» What you are asked to do
Every line of the following records that includes "addresses" should be copied.

___

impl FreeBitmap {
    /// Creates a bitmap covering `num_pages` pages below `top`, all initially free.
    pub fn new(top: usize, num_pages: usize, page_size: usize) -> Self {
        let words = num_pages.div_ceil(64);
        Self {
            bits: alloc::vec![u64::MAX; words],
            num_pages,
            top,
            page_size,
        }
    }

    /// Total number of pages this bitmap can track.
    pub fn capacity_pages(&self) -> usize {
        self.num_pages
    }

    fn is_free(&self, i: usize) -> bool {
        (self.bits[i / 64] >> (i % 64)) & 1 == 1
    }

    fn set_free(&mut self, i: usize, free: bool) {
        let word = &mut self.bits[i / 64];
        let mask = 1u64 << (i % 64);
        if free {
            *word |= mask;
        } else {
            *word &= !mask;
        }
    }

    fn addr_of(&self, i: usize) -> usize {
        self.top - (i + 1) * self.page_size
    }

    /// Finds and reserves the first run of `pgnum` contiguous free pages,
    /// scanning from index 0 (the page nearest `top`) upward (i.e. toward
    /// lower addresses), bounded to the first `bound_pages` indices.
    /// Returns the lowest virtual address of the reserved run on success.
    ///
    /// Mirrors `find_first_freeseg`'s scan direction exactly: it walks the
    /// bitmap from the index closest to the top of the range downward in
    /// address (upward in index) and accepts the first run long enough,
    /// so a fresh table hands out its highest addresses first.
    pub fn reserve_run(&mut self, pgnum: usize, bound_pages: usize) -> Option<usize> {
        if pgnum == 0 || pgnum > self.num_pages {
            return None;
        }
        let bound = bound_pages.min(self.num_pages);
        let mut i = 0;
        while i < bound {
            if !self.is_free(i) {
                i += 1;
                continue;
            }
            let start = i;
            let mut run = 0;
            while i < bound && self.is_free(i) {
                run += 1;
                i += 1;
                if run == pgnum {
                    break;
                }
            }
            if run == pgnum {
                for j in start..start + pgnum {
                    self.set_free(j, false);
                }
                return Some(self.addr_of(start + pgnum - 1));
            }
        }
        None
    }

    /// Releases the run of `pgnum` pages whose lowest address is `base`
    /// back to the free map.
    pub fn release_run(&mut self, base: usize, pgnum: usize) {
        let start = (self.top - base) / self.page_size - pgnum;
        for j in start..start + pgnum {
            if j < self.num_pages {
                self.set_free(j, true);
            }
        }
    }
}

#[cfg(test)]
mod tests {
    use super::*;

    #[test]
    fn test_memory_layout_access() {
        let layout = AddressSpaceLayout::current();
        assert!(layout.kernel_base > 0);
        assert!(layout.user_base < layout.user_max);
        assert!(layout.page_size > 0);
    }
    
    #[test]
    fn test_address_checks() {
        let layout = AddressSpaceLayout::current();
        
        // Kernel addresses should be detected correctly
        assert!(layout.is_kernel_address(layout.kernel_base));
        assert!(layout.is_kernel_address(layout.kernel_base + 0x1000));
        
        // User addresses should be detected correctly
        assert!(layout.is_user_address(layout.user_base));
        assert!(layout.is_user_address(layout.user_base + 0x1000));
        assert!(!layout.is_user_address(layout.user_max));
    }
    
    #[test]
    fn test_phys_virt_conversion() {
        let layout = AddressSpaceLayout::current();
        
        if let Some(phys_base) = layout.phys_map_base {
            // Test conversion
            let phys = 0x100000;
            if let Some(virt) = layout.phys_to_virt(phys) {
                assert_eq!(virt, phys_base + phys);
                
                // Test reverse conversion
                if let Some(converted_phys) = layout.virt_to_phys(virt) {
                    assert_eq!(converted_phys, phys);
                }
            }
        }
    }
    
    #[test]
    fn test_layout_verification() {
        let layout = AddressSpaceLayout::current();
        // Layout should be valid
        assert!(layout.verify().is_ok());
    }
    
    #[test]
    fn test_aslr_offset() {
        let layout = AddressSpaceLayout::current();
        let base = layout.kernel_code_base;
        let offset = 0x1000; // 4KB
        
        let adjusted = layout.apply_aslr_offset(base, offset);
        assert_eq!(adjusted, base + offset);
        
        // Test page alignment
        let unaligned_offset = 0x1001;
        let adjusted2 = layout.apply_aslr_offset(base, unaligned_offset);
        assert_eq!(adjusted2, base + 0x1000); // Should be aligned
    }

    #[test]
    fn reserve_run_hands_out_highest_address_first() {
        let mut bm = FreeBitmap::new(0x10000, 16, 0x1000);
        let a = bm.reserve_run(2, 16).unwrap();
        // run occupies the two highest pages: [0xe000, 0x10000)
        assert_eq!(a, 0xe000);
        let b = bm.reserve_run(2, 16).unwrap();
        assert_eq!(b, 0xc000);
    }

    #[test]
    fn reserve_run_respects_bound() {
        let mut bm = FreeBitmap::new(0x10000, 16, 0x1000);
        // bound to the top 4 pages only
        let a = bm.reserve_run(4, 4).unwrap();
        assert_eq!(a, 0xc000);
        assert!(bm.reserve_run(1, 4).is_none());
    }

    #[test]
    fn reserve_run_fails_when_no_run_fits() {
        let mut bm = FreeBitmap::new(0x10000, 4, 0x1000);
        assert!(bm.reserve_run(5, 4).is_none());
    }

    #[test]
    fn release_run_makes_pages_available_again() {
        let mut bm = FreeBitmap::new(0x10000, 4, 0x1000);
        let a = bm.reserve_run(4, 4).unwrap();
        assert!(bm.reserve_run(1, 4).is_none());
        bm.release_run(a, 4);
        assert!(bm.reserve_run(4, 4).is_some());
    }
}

___

» Problem solution
    /// lower addresses), bounded to the first `bound_pages` indices.
    /// so a fresh table hands out its highest addresses first.
        // Kernel addresses should be detected correctly
        // User addresses should be detected correctly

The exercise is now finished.